From the Philippines to Louisiana, oil wells and refineries victimize the people and destroy the pristine environments with polluted air which causes skin lesions and respiratory illnesses, and damage from spills which no amount of money can replace or mollify. The land is useless for farming of wildlife after the rigs are set up. The monsters spew their toxic flares of unusable chemicals into the atmosphere and regularly spray the surrounding land and pollute the nearby water sources with deadly residues. The plants and the trees in previously fertile regions turn brown and lose their foliage.

The community's money is often used up with the promise of providing jobs which never materialize.

Among the other companies that are thought to have signed deals to drill in the refuge are ConocoPhillips and BP. BP continues to exploit the world's land and environment for oil and, along with other companies, it has been criticized for operations in the Amazon, where a number of Indian Reserves have been affected.

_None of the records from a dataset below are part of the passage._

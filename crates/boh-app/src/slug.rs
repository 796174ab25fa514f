// Copyright 2026 Phillip Cloud
// Licensed under the Apache License, Version 2.0

use serde_json::Value;
use std::collections::BTreeSet;
use unicode_normalization::UnicodeNormalization;

use crate::TagColour;

/// Lowercase, hyphen-separated key for tag uniqueness. Accents fold to their
/// ASCII base letter; any other run of non-alphanumerics becomes one hyphen.
pub fn slugify(name: &str) -> String {
    let mut slug = String::with_capacity(name.len());
    let mut pending_hyphen = false;
    for ch in name
        .nfkd()
        .filter(|ch| !unicode_normalization::char::is_combining_mark(*ch))
    {
        if ch.is_ascii_alphanumeric() {
            if pending_hyphen && !slug.is_empty() {
                slug.push('-');
            }
            pending_hyphen = false;
            slug.push(ch.to_ascii_lowercase());
        } else {
            pending_hyphen = true;
        }
    }
    slug
}

#[derive(Debug, Clone, PartialEq, Eq)]
pub struct TagSpec {
    pub name: String,
    pub colour: Option<TagColour>,
}

impl TagSpec {
    pub fn named(name: impl Into<String>) -> Self {
        Self {
            name: name.into(),
            colour: None,
        }
    }

    pub fn slug(&self) -> String {
        slugify(&self.name)
    }
}

/// Trims names, drops blanks and names with no slug, and collapses entries
/// that share a slug. First occurrence wins.
pub fn dedupe_tag_specs<I>(specs: I) -> Vec<TagSpec>
where
    I: IntoIterator<Item = TagSpec>,
{
    let mut seen = BTreeSet::new();
    let mut out = Vec::new();
    for spec in specs {
        let name = spec.name.trim();
        if name.is_empty() {
            continue;
        }
        let slug = slugify(name);
        if slug.is_empty() || !seen.insert(slug) {
            continue;
        }
        out.push(TagSpec {
            name: name.to_owned(),
            colour: spec.colour,
        });
    }
    out
}

/// Accepts the loose `tags` array of a sync request: bare strings or
/// `{name, colour}` objects. Anything else is dropped.
pub fn tag_specs_from_json(values: &[Value]) -> Vec<TagSpec> {
    let specs = values.iter().filter_map(|value| match value {
        Value::String(name) => Some(TagSpec::named(name.as_str())),
        Value::Object(fields) => {
            let name = fields.get("name").and_then(Value::as_str)?;
            let colour = match fields.get("colour") {
                Some(Value::String(raw)) => {
                    let parsed = TagColour::parse(raw);
                    if parsed.is_none() {
                        tracing::debug!(colour = %raw, tag = %name, "ignoring unknown tag colour");
                    }
                    parsed
                }
                _ => None,
            };
            Some(TagSpec {
                name: name.to_owned(),
                colour,
            })
        }
        _ => None,
    });
    dedupe_tag_specs(specs)
}

#[cfg(test)]
mod tests {
    use super::{TagSpec, dedupe_tag_specs, slugify, tag_specs_from_json};
    use crate::TagColour;
    use serde_json::json;

    #[test]
    fn slug_strips_punctuation_and_whitespace() {
        assert_eq!(slugify("Extra Virgin!!"), "extra-virgin");
        assert_eq!(slugify("  Dairy "), "dairy");
        assert_eq!(slugify("00 Pizza"), "00-pizza");
        assert_eq!(slugify("--gluten__free--"), "gluten-free");
    }

    #[test]
    fn slug_folds_accents() {
        assert_eq!(slugify("Crème Fraîche"), "creme-fraiche");
        assert_eq!(slugify("JALAPEÑO"), "jalapeno");
    }

    #[test]
    fn slug_of_symbols_is_empty() {
        assert_eq!(slugify("!!!"), "");
        assert_eq!(slugify(""), "");
    }

    #[test]
    fn dedupe_keeps_first_occurrence_per_slug() {
        let specs = dedupe_tag_specs(vec![
            TagSpec {
                name: " Dairy".to_owned(),
                colour: Some(TagColour::Blue),
            },
            TagSpec {
                name: "dairy!".to_owned(),
                colour: Some(TagColour::Red),
            },
            TagSpec::named("Local"),
            TagSpec::named("   "),
            TagSpec::named("??"),
        ]);
        assert_eq!(
            specs,
            vec![
                TagSpec {
                    name: "Dairy".to_owned(),
                    colour: Some(TagColour::Blue),
                },
                TagSpec::named("Local"),
            ]
        );
    }

    #[test]
    fn json_inputs_accept_strings_and_objects() {
        let values = vec![
            json!("Organic"),
            json!({"name": " Fresh ", "colour": "green"}),
            json!({"name": "Frozen", "colour": "chartreuse"}),
            json!(42),
            json!({"colour": "red"}),
            json!(null),
            json!(""),
        ];
        let specs = tag_specs_from_json(&values);
        assert_eq!(
            specs,
            vec![
                TagSpec::named("Organic"),
                TagSpec {
                    name: "Fresh".to_owned(),
                    colour: Some(TagColour::Green),
                },
                TagSpec::named("Frozen"),
            ]
        );
    }
}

I simply don't believe that this money is preserved for the people whose lives are directly affected by the desecration of their homeland. Do some get paid off for their complicity? No doubt. But that doesn't justify anything, and you haven't yet demonstrated that those whose lives are directly affected are in fact benefiting from the drilling and exploration, much less from the profits that will flow from the ground if they do manage to find and retrieve the oil. History says otherwise, despite the claims of these corporation shills.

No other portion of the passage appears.